Irán reclama a la FIFA que no haya símbolos LGBTQ+ en su duelo con Egipto
Él Egipto-Irán de la fase de grupos de copa mundial de futbol ya estaba marcado en rojo en el calendario seattle incluso antes del sorteo.
El cuartel general americano lo había elegido como Partido del Orgulloun partido de orgullo en medio de un fin de semana de celebraciones LGBTQ+ de la ciudad, con una exposición programada de banderas arcoíris, intervenciones artísticas y actos de visibilización en torno a la Lúmenes campo.
Quiso la suerte que esta vitrina simbólica reuniera a dos selecciones de países donde la homosexualidad está penada por la ley, y esta combinación dio lugar a uno de los grandes focos de tensión extradeportiva del torneo.
Como se publicó Los New York TimesIrán y Egipto enviaron cartas oficiales a la FIFA en diciembre expresando su rechazo a la asociación del partido con la Orgullo de Seattle.
La federación iraní, presidida por mehdi tajpidió a la organización bloquear cualquier “ceremonia o actividad promocional” en apoyo a la comunidad LGBTQ+ en relación con el partido, incluidas referencias dentro del estadio y en la programación oficial relacionada con el Mundial.
tHeherán sostiene que al calificar el accidente como Partido del Orgulloenvía un mensaje político contrario a sus normas religiosas y culturales y acusa a la FIFA y al comité local de apoyar a «un grupo específico» de la sociedad.
Egipto remó en la misma dirección. En su comunicación a ZúrichLa federación africana insiste en que cualquier iniciativa relacionada con el orgullo LGBTQ+ “contradice directamente los valores culturales, religiosos y sociales” de muchas sociedades árabes e islámicas, y sostiene que este tipo de actos pueden “provocar sensibilidades culturales y religiosas” entre los seguidores de ambos países.
Seguidores iraníes, en las gradas del Mundial.
Reuters
La petición común busca, al menos, rebajar el perfil simbólico del evento: que el partido se presente como un simple compromiso deportivo de la fase de grupos, sin un envoltorio específico de demandas igualitarias.
El artículo del diario neoyorquino también detalla que las autoridades iraníes recordaron a sus jugadores que no deben usar brazaletes ni mostrar gestos públicos de apoyo por orgullo durante el torneo.

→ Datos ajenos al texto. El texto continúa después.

//! End-to-end run of a feed session against an in-process broker.

use std::collections::VecDeque;
use std::time::Duration;

use async_trait::async_trait;
use parking_lot::Mutex;
use serde_json::json;
use tokio_util::sync::CancellationToken;

use round_tracker::protocol::{
    Frame, PING_RESPONSE, decode_frame, encode_connect_ack, encode_publish, encode_subscribe_ack,
};
use round_tracker::transport::{Connector, StaticToken, Transport};
use round_tracker::round::Winner;
use round_tracker::{Error, FeedConfig, FeedSession, JsonFileStore, Lifecycle, Result};

const TOPIC: &str = "goldenflower/broadcast";

/// Accepts one connection per script, then refuses.
struct ScriptedBroker {
    scripts: Mutex<VecDeque<Vec<Vec<u8>>>>,
}

impl ScriptedBroker {
    fn new(scripts: Vec<Vec<Vec<u8>>>) -> Self {
        Self {
            scripts: Mutex::new(scripts.into()),
        }
    }
}

#[async_trait]
impl Connector for ScriptedBroker {
    type Transport = BrokerStream;

    async fn open(&self) -> Result<BrokerStream> {
        match self.scripts.lock().pop_front() {
            Some(script) => Ok(BrokerStream {
                replies: VecDeque::new(),
                script: script.into(),
            }),
            None => Err(Error::connection("broker offline")),
        }
    }
}

struct BrokerStream {
    replies: VecDeque<Vec<u8>>,
    script: VecDeque<Vec<u8>>,
}

#[async_trait]
impl Transport for BrokerStream {
    async fn send_binary(&mut self, bytes: Vec<u8>) -> Result<()> {
        match decode_frame(&bytes) {
            Some(Frame::Connect { .. }) => self.replies.push_back(encode_connect_ack(0)),
            Some(Frame::Subscribe { packet_id, .. }) => {
                self.replies.push_back(encode_subscribe_ack(packet_id));
            }
            Some(Frame::PingRequest) => self.replies.push_back(PING_RESPONSE.to_vec()),
            _ => {}
        }
        Ok(())
    }

    async fn recv_binary(&mut self, _wait: Duration) -> Result<Option<Vec<u8>>> {
        if let Some(reply) = self.replies.pop_front() {
            return Ok(Some(reply));
        }
        self.script.pop_front().map(Some).ok_or(Error::ConnectionClosed)
    }

    async fn close(&mut self) {}
}

fn broadcast(state: i64, first_card: i64, winner: i64) -> anyhow::Result<Vec<u8>> {
    let payload = serde_json::to_vec(&json!({
        "action": "updateSysInfo",
        "sys_info": {
            "gameState": state,
            "bet_id": winner,
            "award_amount": 600,
            "bet_info": {
                "0": {"pay_amount": 100, "bean_pay_amount": 7},
                "1": {"pay_amount": 300},
                "2": {"pay_amount": 200}
            },
            "result_pk_num1": first_card, "result_pk_num2": 20, "result_pk_num3": 30,
            "result_point_0": 1, "result_point_1": 9, "result_point_2": 4
        }
    }))?;
    Ok(encode_publish(TOPIC, &payload)?)
}

#[tokio::test(start_paused = true)]
async fn rounds_survive_a_reconnect_and_land_on_disk() -> anyhow::Result<()> {
    let dir = tempfile::tempdir()?;
    let path = dir.path().join("results.json");

    let broker = ScriptedBroker::new(vec![
        vec![broadcast(1, 0, -1)?, broadcast(0, 11, 1)?, broadcast(0, 11, 1)?],
        vec![broadcast(0, 11, 1)?, broadcast(1, 0, -1)?, broadcast(0, 12, 2)?],
    ]);
    let config = FeedConfig::default()
        .with_reconnect_base_delay(Duration::from_secs(1))
        .with_max_reconnect_attempts(1);
    let lifecycle = Lifecycle::new(
        config,
        broker,
        StaticToken::new("token"),
        CancellationToken::new(),
    );
    let mut session = FeedSession::new(lifecycle, JsonFileStore::new(&path));

    let err = session.run().await.expect_err("broker goes offline");
    assert!(matches!(err, Error::ReconnectExhausted { .. }));
    assert_eq!(session.summary().reconnects, 1);
    assert_eq!(session.summary().snapshots, 6);

    let records = JsonFileStore::new(&path).load()?;
    assert_eq!(records.len(), 2);
    assert_eq!(records[0].winner, Winner::from_wire(1));
    assert_eq!(records[0].total_staked, 600);
    assert_eq!(records[0].house_edge.amount, 0);
    assert_eq!(records[1].round_number, records[0].round_number + 1);
    assert_ne!(records[0].fingerprint, records[1].fingerprint);
    Ok(())
}

#[tokio::test(start_paused = true)]
async fn existing_results_are_kept() -> anyhow::Result<()> {
    let dir = tempfile::tempdir()?;
    let path = dir.path().join("results.json");

    for first_card in [5, 6] {
        let broker = ScriptedBroker::new(vec![vec![broadcast(0, first_card, 0)?]]);
        let config = FeedConfig::default().with_max_reconnect_attempts(0);
        let lifecycle = Lifecycle::new(
            config,
            broker,
            StaticToken::new("token"),
            CancellationToken::new(),
        );
        let mut session = FeedSession::new(lifecycle, JsonFileStore::new(&path));
        assert!(session.run().await.is_err());
    }

    let records = JsonFileStore::new(&path).load()?;
    assert_eq!(records.len(), 2);
    assert!(records.iter().all(|record| record.round_number == 0));
    Ok(())
}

Este mensaje se suma a una historia de enfrentamientos anteriores con la FIFA y federaciones europeas, desde las advertencias en el brazalete. “Un amor” En Catar 2022 a las restricciones que algunos países han intentado imponer a la exhibición de banderas arcoíris en los estadios.
En el caso de Seattle, Irán pretende extender este control al contexto del Pride Match, intentando limitar tanto los símbolos presentes en el lugar como la historia oficial del partido.
Frente a esas presiones, la posición de la FIFA y del comité organizador local introduce matices. La información de The New York Times subraya que la designación del Pride Match y buena parte de las actividades previstas dependen del comité local de Seattle y de organizaciones LGBTQ+ de la ciudad, no de un programa oficial de la FIFA.
El organismo que rige el fútbol mundial controla lo que ocurre dentro de los estadios y en las fan zones, pero tiene un margen mucho más limitado para intervenir en eventos comunitarios como el PrideFest.
El plan de Seattle continúa
Este reparto de poderes explica que, mientras Teherán y El Cairo exigen una desactivación total del Pride Match, el plan de Seattle continúa.
Los aficionados y futbolistas egipcios celebran durante el Mundial.
Reuters
El comité local mantiene la idea de hacer del Egipto-Irán del 26 de junio un escaparate para la comunidad LGBTQ+, con intervenciones artísticas específicas, diseño gráfico propio y una narrativa que hable de inclusión junto al fútbol.
Al mismo tiempo, la FIFA enfrenta el desafío de garantizar que sus reglas -incluida la consideración de la bandera arcoíris como símbolo de los derechos humanos- sean respetadas dentro del estadio, sin desencadenar un boicot o una escalada diplomática por parte de dos federaciones que ya han elevado el tono de sus protestas.
El resultado es una “fiesta del orgullo” que se ha convertido en un termómetro de hasta dónde quiere y puede llegar el fútbol mundial en términos de diversidad, y cómo se gestionan los enfrentamientos entre sedes que reivindican los derechos LGBTQ+ y equipos que criminalizan esas mismas identidades.